Expected Renumeration
A person with an years experience can expect Rs.3 Lakh per annum. Those with 5 years can get upto 8-10 Lakhs. Those with certifications like CISM, CISSP and CISA can expect annual salaries of 100,000 Rs. abroad.
Cyber Forensics professionals
Cyber Forensics is a new and developing field, which can be described as the study of digital evidence resulting from an incidence of crime. According to pcquest, this science involves investigation and a computer to determine the potential of legal evidence. It helps create preventive intelligence and threat monitoring besides post incident investigations. The growing spectre e-commerce and web-based business transactions has changed the way white- collar crime is committed. Enterprises have become increasingly concerned about the use of computer networks for corporate spying and other similar threats. In addition, extraordinary risk factors such as terrorism in India are also witnessing a strategic change from an operational perspective. India, like elsewhere, is also witnessing an exponential rise in the number of frauds done through computers and IT systems.
From the government's perspective, cyber security has become as important a parameter for national security as physically safeguarding the nation's borders. In fact, there exists a critical dependence of various industries and business sectors on the government-controlled IT infrastructure and networks. And if any vulnerability is attacked by terrorists, it can be disastrous for the country's corporates and businesses. For instance, the banking sector's inter-bank financial settlement process is based on a centralized IT infrastructure that's managed by RBI, and any disruption in the system can cause tremendous loss to the sector. Such high IT dependence is also present in national assets like oil and gas networks, national stock exchanges, railways, air traffic controls, etc.

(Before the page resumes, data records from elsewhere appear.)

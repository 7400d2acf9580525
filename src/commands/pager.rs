//! Paged terminal output
//!
//! Long text output (graphs, whole diffs) goes through the `minus` pager
//! when stdout is a terminal, the same way `git` pages `log` and `diff`.

use derive_new::new;
use is_terminal::IsTerminal;
use minus::Pager;
use std::io::{self, Write};

/// Adapts the `minus` pager to `std::io::Write`
#[derive(new)]
pub struct PagerWriter {
    pager: Pager,
}

impl Write for PagerWriter {
    fn write(&mut self, buf: &[u8]) -> io::Result<usize> {
        let s =
            std::str::from_utf8(buf).map_err(|e| io::Error::new(io::ErrorKind::InvalidData, e))?;
        self.pager.push_str(s).map_err(io::Error::other)?;
        Ok(buf.len())
    }

    fn flush(&mut self) -> io::Result<()> {
        Ok(())
    }
}

/// Where command output goes: straight to stdout, or into a pager that is
/// shown once the command is done
pub enum Output {
    Stdout,
    Paged(Pager),
}

impl Output {
    pub fn select(paging_allowed: bool) -> Self {
        if paging_allowed && io::stdout().is_terminal() {
            Output::Paged(Pager::new())
        } else {
            Output::Stdout
        }
    }

    pub fn writer(&self) -> Box<dyn Write> {
        match self {
            Output::Stdout => Box::new(io::stdout()),
            Output::Paged(pager) => Box::new(PagerWriter::new(pager.clone())),
        }
    }

    pub fn finish(self) -> anyhow::Result<()> {
        if let Output::Paged(pager) = self {
            minus::page_all(pager)?;
        }
        Ok(())
    }
}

Such systems are prime targets for hackers as well as terror organizations to cause severe business and economic losses to the country. This has further escalated the need to have Cyber Forensics experts in India to preserve country's IT assets against operational and reputation risks. Thus, Cyber Forensics professionals are not just required by enterprises for their information security, but also by government agencies to keep track of nation's cyber security and preserve it from malicious attacks.
Opportunities in Cyber Forensics
A Cyber Forensics professional is required to gather electronic evidence of misuse of computer networks and provide evidence in a court of law to bring the culprits to justice. A Cyber Forensics pro is sought by both public as well as private sector. In the public sector, people are mostly absorbed in law enforcement agencies like cyber crime cells, state forensics departments and central agencies like the CBI. In the private sector, it's the information that is of paramount importance for the enterprises, and so they require professionals to safeguard their data from being stolen and misused and also preserve them from hackers. Additionally, there are specialist companies that work on ethical hacking, Cyber Forensics and IT security. A budding Cyber Forensics expert can start his career as a cyber analyst or engineer for an enterprise after gaining experience and domain knowledge can proceed to niche areas in Cyber Forensics. Also, professionals can divert to freelancing and become independent security consultants.